13 Hours is the story of the six CIA security contractors who defended the American diplomatic compound during the September 11, 2012 terrorist attack in Benghazi, Libya.  And, quite frankly, that’s about all there is to the film plot-wise.  As usual with Michael Bay, characters are little more than stock archetypes at best, and the tedious thing about this film is that he opts to make every one of his protagonists the same archetype: a gritty man’s man who inexplicably is drawn back to warzones despite his love for his family, usually a wife and kids.  And the film takes the first act time that it could have spent developing these characters as unique individuals and spend it on “tension-building” setpieces that don’t bear any readily apparent relationship to the events of the 9/11/2012 terrorist attack that acts as the bulk of the film.

But perhaps more egregious than the bland protagonists is that the film makes no effort to portray the enemy combatants as anything more than fodder to be taken down by righteous American bullets.  In films not based on reality, it becomes a bit easier to portray villainous forces as simply evil, but even then you have to provide some measure of motivation to explain why your antagonist is acting as they are.  13 Hours doesn’t do that, and considering that this is a film based on real events in a real conflict, there needs to be a lot more effort than usual put into understanding the motivations of the terrorist threat.  Without that necessary context, the film quickly devolves into a team of white dudes mowing down legions of ravenous brown people in the moral focus of an action blockbuster, where our protagonists are always right and the complex political struggles of the Middle East are reduced to gunfire and explosions.

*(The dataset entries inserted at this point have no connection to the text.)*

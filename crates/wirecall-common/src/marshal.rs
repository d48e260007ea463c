//! Parameter marshalling for call envelopes.
//!
//! Call arguments travel inside the envelope as pre-serialized JSON
//! fragments. The [`WireEncode`] trait is the capability "can produce its own
//! wire fragment": primitives and plain JSON values encode through the
//! standard serializer, sequences encode element by element, date/time values
//! collapse to epoch seconds, and application-defined argument types
//! implement the trait themselves to supply a custom fragment.
//!
//! Dispatch is decided by the type system up front — a type without an
//! implementation fails to compile instead of being probed at runtime through
//! a caught serializer failure.
//!
//! # Example
//!
//! ```
//! use wirecall_common::marshal::Params;
//!
//! let mut params = Params::new();
//! params.push(&vec![1_i64, 2]).unwrap();
//! params.push("label").unwrap();
//! assert_eq!(params.len(), 2);
//! ```

use chrono::{DateTime, NaiveDateTime, TimeZone};
use serde::Serialize;
use serde_json::value::RawValue;

use crate::protocol::error::Result;

/// A value that can render itself as a JSON parameter fragment.
///
/// Implementations must produce a complete, valid JSON value. Application
/// argument types implement this directly when their wire shape differs from
/// what the generic serializer would emit.
pub trait WireEncode {
    /// Produces the JSON fragment for this value.
    fn encode_wire(&self) -> Result<Box<RawValue>>;
}

/// Encodes any serde-serializable value through the generic JSON path.
///
/// This is the building block behind the primitive [`WireEncode`]
/// implementations and is available to custom implementations that only need
/// to reshape part of their output.
pub fn encode_serialized<T: Serialize + ?Sized>(value: &T) -> Result<Box<RawValue>> {
    let text = serde_json::to_string(value)?;
    Ok(RawValue::from_string(text)?)
}

macro_rules! encode_via_serde {
    ($($ty:ty),* $(,)?) => {
        $(
            impl WireEncode for $ty {
                fn encode_wire(&self) -> Result<Box<RawValue>> {
                    encode_serialized(self)
                }
            }
        )*
    };
}

encode_via_serde!(
    bool,
    i8,
    i16,
    i32,
    i64,
    u8,
    u16,
    u32,
    u64,
    f32,
    f64,
    str,
    String,
    serde_json::Value,
    serde_json::Map<String, serde_json::Value>,
);

impl<T: WireEncode + ?Sized> WireEncode for &T {
    fn encode_wire(&self) -> Result<Box<RawValue>> {
        (**self).encode_wire()
    }
}

impl<T: WireEncode> WireEncode for [T] {
    fn encode_wire(&self) -> Result<Box<RawValue>> {
        let mut fragments = Vec::with_capacity(self.len());
        for item in self {
            fragments.push(item.encode_wire()?);
        }
        encode_serialized(&fragments)
    }
}

impl<T: WireEncode> WireEncode for Vec<T> {
    fn encode_wire(&self) -> Result<Box<RawValue>> {
        self.as_slice().encode_wire()
    }
}

impl<T: WireEncode> WireEncode for Option<T> {
    fn encode_wire(&self) -> Result<Box<RawValue>> {
        match self {
            Some(value) => value.encode_wire(),
            None => encode_serialized(&serde_json::Value::Null),
        }
    }
}

/// Date/time values encode as whole seconds since the Unix epoch.
///
/// Lossy on purpose: fractional seconds and the timezone offset are
/// discarded, matching the historical wire output.
impl<Tz: TimeZone> WireEncode for DateTime<Tz> {
    fn encode_wire(&self) -> Result<Box<RawValue>> {
        encode_serialized(&self.timestamp())
    }
}

impl WireEncode for NaiveDateTime {
    fn encode_wire(&self) -> Result<Box<RawValue>> {
        encode_serialized(&self.and_utc().timestamp())
    }
}

/// Ordered parameter list for one call.
///
/// Arguments are marshalled as they are pushed and handed to the connection
/// as ready-made fragments; the envelope embeds them verbatim.
#[derive(Debug, Clone, Default)]
pub struct Params {
    fragments: Vec<Box<RawValue>>,
}

impl Params {
    /// Creates an empty parameter list.
    pub fn new() -> Self {
        Params {
            fragments: Vec::new(),
        }
    }

    /// Marshals `value` and appends its fragment.
    pub fn push<T: WireEncode + ?Sized>(&mut self, value: &T) -> Result<()> {
        self.fragments.push(value.encode_wire()?);
        Ok(())
    }

    /// Builder form of [`push`](Self::push).
    ///
    /// # Example
    ///
    /// ```
    /// use wirecall_common::marshal::Params;
    ///
    /// let params = Params::new().arg(&1_i64).unwrap().arg("a").unwrap();
    /// assert_eq!(params.len(), 2);
    /// ```
    pub fn arg<T: WireEncode + ?Sized>(mut self, value: &T) -> Result<Self> {
        self.push(value)?;
        Ok(self)
    }

    /// Number of marshalled arguments.
    pub fn len(&self) -> usize {
        self.fragments.len()
    }

    /// Whether no arguments have been marshalled.
    pub fn is_empty(&self) -> bool {
        self.fragments.is_empty()
    }

    /// Consumes the list, yielding the fragments in push order.
    pub fn into_fragments(self) -> Vec<Box<RawValue>> {
        self.fragments
    }
}

#[cfg(test)]
mod tests {
    use super::*;
    use chrono::Utc;
    use serde_json::json;

    fn fragment<T: WireEncode + ?Sized>(value: &T) -> String {
        value.encode_wire().unwrap().get().to_string()
    }

    #[test]
    fn test_primitives_encode_via_serde() {
        assert_eq!(fragment(&1_i64), "1");
        assert_eq!(fragment(&true), "true");
        assert_eq!(fragment(&2.5_f64), "2.5");
        assert_eq!(fragment("a"), "\"a\"");
        assert_eq!(fragment(&json!({"k": 1})), r#"{"k":1}"#);
    }

    #[test]
    fn test_sequences_encode_recursively() {
        assert_eq!(fragment(&vec![1_i64, 2]), "[1,2]");
        assert_eq!(fragment(&vec![vec![1_i64, 2], vec![3]]), "[[1,2],[3]]");
        assert_eq!(fragment(&Vec::<i64>::new()), "[]");
    }

    #[test]
    fn test_option_encodes_null() {
        assert_eq!(fragment(&Option::<i64>::None), "null");
        assert_eq!(fragment(&Some(5_i64)), "5");
    }

    #[test]
    fn test_datetime_encodes_epoch_seconds() {
        let when = Utc.with_ymd_and_hms(2009, 2, 13, 23, 31, 30).unwrap();
        assert_eq!(fragment(&when), "1234567890");
    }

    #[test]
    fn test_datetime_fractional_seconds_discarded() {
        let when = DateTime::from_timestamp(1234567890, 500_000_000).unwrap();
        assert_eq!(fragment(&when), "1234567890");
    }

    #[test]
    fn test_naive_datetime_encodes_epoch_seconds() {
        let when = chrono::NaiveDate::from_ymd_opt(2009, 2, 13)
            .unwrap()
            .and_hms_opt(23, 31, 30)
            .unwrap();
        assert_eq!(fragment(&when), "1234567890");
    }

    #[test]
    fn test_custom_encoder_bypasses_default_serialization() {
        // No Serialize derive anywhere in sight; the fragment comes straight
        // from the implementation.
        struct Grid {
            cols: u32,
            rows: u32,
        }

        impl WireEncode for Grid {
            fn encode_wire(&self) -> Result<Box<RawValue>> {
                Ok(RawValue::from_string(format!(
                    "\"{}x{}\"",
                    self.cols, self.rows
                ))?)
            }
        }

        let grid = Grid { cols: 4, rows: 3 };
        assert_eq!(fragment(&grid), "\"4x3\"");
        assert_eq!(fragment(&vec![grid]), "[\"4x3\"]");
    }

    #[test]
    fn test_params_preserve_push_order() {
        let mut params = Params::new();
        params.push(&1_i64).unwrap();
        params.push("a").unwrap();
        params.push(&vec![2_i64, 3]).unwrap();

        let fragments: Vec<String> = params
            .into_fragments()
            .into_iter()
            .map(|f| f.get().to_string())
            .collect();
        assert_eq!(fragments, vec!["1", "\"a\"", "[2,3]"]);
    }

    #[test]
    fn test_empty_params() {
        let params = Params::new();
        assert!(params.is_empty());
        assert_eq!(params.len(), 0);
        assert!(params.into_fragments().is_empty());
    }
}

This would perhaps have been more bearable if it weren’t for Bay’s horrible sense of cinematic vision in his action scenes.  Primarily consisting of quickly cut shots with a camera that can never sit still, the action scenes feel cobbled together with whatever Bay haphazardly shot as he commanded explosion after shootout after car chase.  Rarely do these scenes feel coherent, and I lost track of what was supposed to be happening so often that it all just became boring white noise.  Perhaps visual chaos was what Bay was going for in these scenes, but other directors (see: Michael Mann, Ridley Scott, Steven Spielberg) have portrayed warzone chaos in a manner that still let us know what it was that we were looking at, and Bay rarely gives us that moment to comprehend.


As must be the usual disclaimer in reviews of war films, I don’t disrespect the courage or sacrifice of the men who fought and died in this battle.  What I do object to, though, is a director using that courage as an excuse to make a tone deaf piece of action propaganda that reduces the reasons for their sacrifice to “because the brown people attacked us.”  American Sniper took a lot of flak for its portrayal of the War on Terror, and personally I think some of those criticisms were exaggerated in light of the overwhelming audience response to the film.  However, 13 Hours is the embodiment of those criticisms come to fruition, an unironic portrayal of American diplomacy through gunfire, and I really hope I am wrong in thinking that this film will be just as well received by American audiences as its spiritual predecessor.  Please prove me wrong.